Agents can propose refactoring just as readily as humans.

If coding agents already read AGENTS.md before making changes, they can also maintain a TECHNICAL_DEBT.md checklist.

Keep the loop intact: AGENTS.md ensures technical debt remains in context whenever changes are planned.

grian42 | a month ago

haven't read through the crap poetry lol nobody got time for thatt but have experienced the same "i cant do that" - no agent yet, llms very eager to apply a bodge fix or something rather than going "this design is shit consider changing it pal lol", which is the "fix" i did myself.

nilirl | a month ago

Huh? The point of the article is that we should use git to store an LLMs output as it works?

How do any of the quotes and citations used coherently form that argument?

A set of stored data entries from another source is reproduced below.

use nalgebra::*;
use serde::{Serialize, Deserialize};
use std::default::Default;
use crate::calc;
use crate::prob::*;

/// Additive guard applied to every denominator, so rows where the marginal
/// vanishes numerically produce small finite values instead of NaN or inf.
pub const EPSILON : f64 = 1e-12;

/// Mesh over the parameter (theta) and observation (x) axes. Both mesh matrices
/// have one row per observation and one column per parameter value: theta varies
/// along columns and x varies along rows.
#[derive(Debug, Clone, PartialEq)]
pub struct Grid {

    theta_range : Vec<f64>,

    x_range : Vec<f64>,

    theta : DMatrix<f64>,

    x : DMatrix<f64>

}

impl Grid {

    /// Builds the mesh from the two axis sequences. Each axis needs at least two
    /// points, and theta must be strictly increasing since its nodes are
    /// used for integration.
    pub fn mesh(theta_range : &[f64], x_range : &[f64]) -> Result<Self, DensityError> {
        if theta_range.len() < 2 {
            return Err(DensityError::invalid(format!("theta_range needs at least 2 points (got {})", theta_range.len())));
        }
        if x_range.len() < 2 {
            return Err(DensityError::invalid(format!("x_range needs at least 2 points (got {})", x_range.len())));
        }
        if !calc::strictly_increasing(theta_range) {
            return Err(DensityError::invalid("theta_range must be strictly increasing"));
        }
        let (m, n) = (x_range.len(), theta_range.len());
        let theta = DMatrix::from_fn(m, n, |_, j| theta_range[j] );
        let x = DMatrix::from_fn(m, n, |i, _| x_range[i] );
        Ok(Self { theta_range : theta_range.to_vec(), x_range : x_range.to_vec(), theta, x })
    }

    pub fn linspace(theta : (f64, f64, usize), x : (f64, f64, usize)) -> Result<Self, DensityError> {
        Self::mesh(&calc::linspace(theta.0, theta.1, theta.2), &calc::linspace(x.0, x.1, x.2))
    }

    pub fn theta_range(&self) -> &[f64] {
        &self.theta_range[..]
    }

    pub fn x_range(&self) -> &[f64] {
        &self.x_range[..]
    }

    pub fn theta(&self) -> &DMatrix<f64> {
        &self.theta
    }

    pub fn x(&self) -> &DMatrix<f64> {
        &self.x
    }

    /// (rows, columns) = (observations, parameter values)
    pub fn shape(&self) -> (usize, usize) {
        self.theta.shape()
    }

    /// Grid node holding the largest value of a field with the grid shape.
    pub fn peak(&self, field : &DMatrix<f64>) -> Option<Peak> {
        if field.shape() != self.shape() {
            return None;
        }
        calc::argmax(field).map(|(i, j)| Peak { theta : self.theta_range[j], x : self.x_range[i], value : field[(i, j)] })
    }

}

#[derive(Debug, Clone, Copy, PartialEq)]
pub struct Peak {
    pub theta : f64,
    pub x : f64,
    pub value : f64
}

/// Prior over theta and observation noise around the forward model mean theta^2.
#[derive(Debug, Clone, Copy, PartialEq, Serialize, Deserialize)]
#[serde(default)]
pub struct DensityParams {

    pub mu_theta : f64,

    pub sigma_theta : f64,

    pub sigma_x : f64

}

impl Default for DensityParams {

    fn default() -> Self {
        Self { mu_theta : 0.0, sigma_theta : 1.5, sigma_x : 2.0 }
    }

}

impl DensityParams {

    pub fn prior(&self) -> Result<Normal, DensityError> {
        check_scale("sigma_theta", self.sigma_theta)?;
        Normal::new(self.mu_theta, self.sigma_theta)
    }

    /// Observation model at a fixed parameter value: N(theta^2, sigma_x).
    pub fn likelihood(&self, theta : f64) -> Result<Normal, DensityError> {
        check_scale("sigma_x", self.sigma_x)?;
        Normal::new(theta.powi(2), self.sigma_x)
    }

    pub fn validate(&self) -> Result<(), DensityError> {
        check_scale("sigma_theta", self.sigma_theta)?;
        check_scale("sigma_x", self.sigma_x)?;
        if !self.mu_theta.is_finite() {
            return Err(DensityError::invalid(format!("mu_theta must be finite (got {})", self.mu_theta)));
        }
        Ok(())
    }

}

/// The density fields evaluated over one grid. All matrices share the grid
/// shape, except the marginal which holds one value per observation row.
#[derive(Debug, Clone, PartialEq)]
pub struct DensityGrids {

    /// P(theta), constant along each column.
    pub prior : DMatrix<f64>,

    /// P(x | theta), normalized along x for each fixed theta.
    pub likelihood : DMatrix<f64>,

    /// P(x, theta) = P(x | theta) P(theta)
    pub joint : DMatrix<f64>,

    /// P(x), the joint integrated over theta (trapezoidal rule).
    pub marginal : DVector<f64>,

    /// P(theta | x), normalized along theta for each fixed x.
    pub posterior : DMatrix<f64>,

    /// P(x, theta) / (P(x) P(theta))
    pub ratio : Option<DMatrix<f64>>

}

impl DensityGrids {

    /// Evaluates every field over the grid. This is a pure function of its inputs:
    /// calling it twice with the same arguments yields bit-identical fields.
    pub fn compute(grid : &Grid, params : &DensityParams, with_ratio : bool) -> Result<Self, DensityError> {
        params.validate()?;
        let (m, n) = grid.shape();
        let theta_range = grid.theta_range();
        let x_range = grid.x_range();

        let prior_1d = prior_density(theta_range, params)?;
        let prior = DMatrix::from_fn(m, n, |_, j| prior_1d[j] );

        let mut likelihood = DMatrix::zeros(m, n);
        for (j, theta) in theta_range.iter().enumerate() {
            let lik = params.likelihood(*theta)?;
            for (i, x) in x_range.iter().enumerate() {
                likelihood[(i, j)] = lik.prob(*x);
            }
        }

        let joint = likelihood.component_mul(&prior);
        let marginal = calc::trapezoid_rows(&joint, theta_range);
        let posterior = DMatrix::from_fn(m, n, |i, j| joint[(i, j)] / (marginal[i] + EPSILON) );
        let ratio = if with_ratio {
            Some(DMatrix::from_fn(m, n, |i, j| {
                joint[(i, j)] / ((marginal[i] + EPSILON) * (prior[(i, j)] + EPSILON))
            }))
        } else {
            None
        };

        Ok(Self { prior, likelihood, joint, marginal, posterior, ratio })
    }

    /// Total joint mass captured by the grid: the marginal integrated over x.
    /// Close to one when both ranges cover the bulk of the distribution.
    pub fn evidence(&self, grid : &Grid) -> f64 {
        calc::trapezoid(self.marginal.as_slice(), grid.x_range())
    }

    pub fn field(&self, field : Field) -> Option<&DMatrix<f64>> {
        match field {
            Field::Prior => Some(&self.prior),
            Field::Likelihood => Some(&self.likelihood),
            Field::Joint => Some(&self.joint),
            Field::Posterior => Some(&self.posterior),
            Field::Ratio => self.ratio.as_ref()
        }
    }

}

/// Identifies one of the M x N density fields.
#[derive(Debug, Clone, Copy, PartialEq, Eq)]
pub enum Field {
    Prior,
    Likelihood,
    Joint,
    Posterior,
    Ratio
}

/// Prior density at each theta node, used both for the prior field and the
/// 1-D prior overlay.
pub fn prior_density(theta_range : &[f64], params : &DensityParams) -> Result<Vec<f64>, DensityError> {
    let prior = params.prior()?;
    Ok(theta_range.iter().map(|theta| prior.prob(*theta) ).collect())
}
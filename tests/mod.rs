use nalgebra::DMatrix;
use sbidemo::calc::{linspace, trapezoid};
use sbidemo::grid::*;
use sbidemo::*;
use std::f64::consts::PI;

const EPS : f64 = 10E-8;

// mu = 0, sigma_theta = 1, sigma_x = 1 over theta in [-4, 4] and x in [-2, 10].
fn unit_scenario(with_ratio : bool) -> (Grid, DensityGrids) {
    let grid = Grid::linspace((-4.0, 4.0, 300), (-2.0, 10.0, 300)).unwrap();
    let params = DensityParams { mu_theta : 0.0, sigma_theta : 1.0, sigma_x : 1.0 };
    let grids = DensityGrids::compute(&grid, &params, with_ratio).unwrap();
    (grid, grids)
}

fn default_scenario() -> (Grid, DensityGrids) {
    sbidemo::compute(&DemoConfig::default()).unwrap()
}

fn row(m : &DMatrix<f64>, i : usize) -> Vec<f64> {
    m.row(i).iter().copied().collect()
}

fn column(m : &DMatrix<f64>, j : usize) -> Vec<f64> {
    m.column(j).iter().copied().collect()
}

#[test]
fn prior_integrates_to_one() {
    let (grid, grids) = unit_scenario(false);
    let area = trapezoid(&row(&grids.prior, 0), grid.theta_range());
    assert!((area - 1.0).abs() < 1E-3, "prior area {}", area);

    let (grid, grids) = default_scenario();
    let area = trapezoid(&row(&grids.prior, 17), grid.theta_range());
    assert!((area - 1.0).abs() < 1E-2, "prior area {}", area);
}

#[test]
fn prior_constant_along_columns() {
    let (_, grids) = unit_scenario(false);
    for j in [0, 150, 299].iter() {
        let col = column(&grids.prior, *j);
        assert!(col.iter().all(|p| *p == col[0] ));
    }
}

#[test]
fn likelihood_normalized_over_x_not_theta() {
    let (grid, grids) = unit_scenario(false);

    // Row near x = 4: the two arms of the parabola contribute roughly 1/(2|theta|) each.
    let i = grid.x_range().iter().position(|x| *x >= 4.0 ).unwrap();
    let over_theta = trapezoid(&row(&grids.likelihood, i), grid.theta_range());
    assert!((over_theta - 1.0).abs() > 0.1, "row integral {}", over_theta);

    // Column near theta = 2 has its mean at x = 4, well inside [-2, 10].
    let j = grid.theta_range().iter().position(|t| *t >= 2.0 ).unwrap();
    let over_x = trapezoid(&column(&grids.likelihood, j), grid.x_range());
    assert!((over_x - 1.0).abs() < 1E-3, "column integral {}", over_x);
}

#[test]
fn joint_is_exact_product() {
    let (_, grids) = default_scenario();
    for i in 0..grids.joint.nrows() {
        for j in 0..grids.joint.ncols() {
            assert_eq!(grids.joint[(i, j)], grids.likelihood[(i, j)] * grids.prior[(i, j)]);
        }
    }
}

#[test]
fn marginal_is_row_integral_of_joint() {
    let (grid, grids) = unit_scenario(false);
    assert_eq!(grids.marginal.nrows(), 300);
    for i in [0, 42, 299].iter() {
        let expected = trapezoid(&row(&grids.joint, *i), grid.theta_range());
        assert_eq!(grids.marginal[*i], expected);
    }
    assert!((grids.evidence(&grid) - 1.0).abs() < 0.05);
}

#[test]
fn posterior_rows_normalized() {
    let (grid, grids) = default_scenario();
    for i in 0..grids.posterior.nrows() {
        if grids.marginal[i] < 1E-4 {
            continue;
        }
        let area = trapezoid(&row(&grids.posterior, i), grid.theta_range());
        assert!((area - 1.0).abs() < 1E-6, "row {} posterior area {}", i, area);
    }
}

#[test]
fn posterior_uses_guarded_division() {
    let (_, grids) = unit_scenario(false);
    let (i, j) = (10, 200);
    assert_eq!(grids.posterior[(i, j)], grids.joint[(i, j)] / (grids.marginal[i] + EPSILON));
    assert!(grids.posterior.iter().all(|p| p.is_finite() && *p >= 0.0 ));
}

#[test]
fn ratio_formulations_agree() {
    let (_, grids) = unit_scenario(true);
    let ratio = grids.ratio.as_ref().unwrap();
    for i in (0..300).step_by(7) {
        for j in (0..300).step_by(5) {
            let r = ratio[(i, j)];
            let from_posterior = grids.posterior[(i, j)] / (grids.prior[(i, j)] + EPSILON);
            let from_likelihood = grids.likelihood[(i, j)] / (grids.marginal[i] + EPSILON);
            let tol = EPS * r.abs().max(1.0);
            assert!((r - from_posterior).abs() < tol, "({}, {}): {} vs {}", i, j, r, from_posterior);
            assert!((r - from_likelihood).abs() < tol, "({}, {}): {} vs {}", i, j, r, from_likelihood);
        }
    }
}

#[test]
fn joint_peak_near_origin() {
    let (grid, grids) = unit_scenario(false);
    let peak = grid.peak(&grids.joint).unwrap();
    assert!(peak.theta.abs() < 0.1, "peak theta {}", peak.theta);
    assert!(peak.x.abs() < 0.1, "peak x {}", peak.x);
    let expected = 1. / (2. * PI);
    assert!((peak.value - expected).abs() < 1E-3, "peak value {}", peak.value);
}

#[test]
fn prior_decays_at_range_ends() {
    let (grid, grids) = unit_scenario(false);
    let prior = row(&grids.prior, 0);
    let center = grid.theta_range().iter().position(|t| *t >= 0.0 ).unwrap();
    assert!(prior[0] < prior[center]);
    assert!(prior[299] < prior[center]);
    assert!(prior[..center].windows(2).all(|w| w[0] < w[1] ));
}

#[test]
fn computation_is_idempotent() {
    let (_, a) = unit_scenario(true);
    let (_, b) = unit_scenario(true);
    assert_eq!(a, b);
}

#[test]
fn three_and_four_panel_variants_share_fields() {
    let three = DemoConfig { include_ratio : false, ..DemoConfig::default() };
    let (_, without) = sbidemo::compute(&three).unwrap();
    let (_, with) = default_scenario();
    assert!(without.ratio.is_none());
    assert!(with.ratio.is_some());
    assert_eq!(without.posterior, with.posterior);
}

#[test]
fn invalid_parameters_fail() {
    let mut cfg = DemoConfig::default();
    cfg.params.sigma_x = 0.0;
    assert!(matches!(sbidemo::compute(&cfg), Err(DensityError::InvalidParameter(_))));

    let mut cfg = DemoConfig::default();
    cfg.params.sigma_theta = -1.5;
    assert!(matches!(sbidemo::compute(&cfg), Err(DensityError::InvalidParameter(_))));

    let mut cfg = DemoConfig::default();
    cfg.theta.n = 1;
    assert!(matches!(sbidemo::compute(&cfg), Err(DensityError::InvalidParameter(_))));

    let grid = Grid::mesh(&linspace(1.0, -1.0, 10), &linspace(0.0, 1.0, 10));
    assert!(matches!(grid, Err(DensityError::InvalidParameter(_))));
}

#[test]
fn render_rejects_missing_ratio() {
    let three = DemoConfig { include_ratio : false, ..DemoConfig::default() };
    let (grid, grids) = sbidemo::compute(&three).unwrap();
    let four = DemoConfig::default();
    match plot::render(&grid, &grids, &four) {
        Err(plot::RenderError::MissingField(Field::Ratio)) => { },
        other => panic!("Unexpected result: {:?}", other)
    }
}

// Needs one of the default TrueType fonts to be installed.
#[test]
#[ignore]
fn render_writes_image() {
    let mut cfg = DemoConfig::default();
    cfg.theta.n = 60;
    cfg.x.n = 60;
    cfg.dpi = 50;
    cfg.output = std::env::temp_dir().join("sbidemo_render_test.png");
    let (grid, grids) = sbidemo::compute(&cfg).unwrap();
    plot::render(&grid, &grids, &cfg).unwrap();
    let meta = std::fs::metadata(&cfg.output).unwrap();
    assert!(meta.len() > 0);
    std::fs::remove_file(&cfg.output).unwrap();
}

What is this writing style? Why does it feel like it doesn't want me to understand what the heck it's saying?

: wolf4earth | a month ago
The point of the argument is that meaning emerges in conversation. A session between human and AI is a conversation.
Current AI storage paradigms offer lateral memory across the time axis. What exists around me?
A bit branch is longitudinal memory across the time axis. What exists behind me?
Persist type checked decision trees within it. Your git history just became a tamper-proof, reproducible O(1) decision tree. Execution becomes a tree walk.
It works. And it's not production ready yet.

bronlund | a month ago

«Think ultra deep and analyze this article. Make a detailed list of the top five alternatives as to what he is talking about.»

throwway262515 | a month ago

Qwen, is that you?

My experience with it is that it tends to create such 3-word sentences when ask to write an article.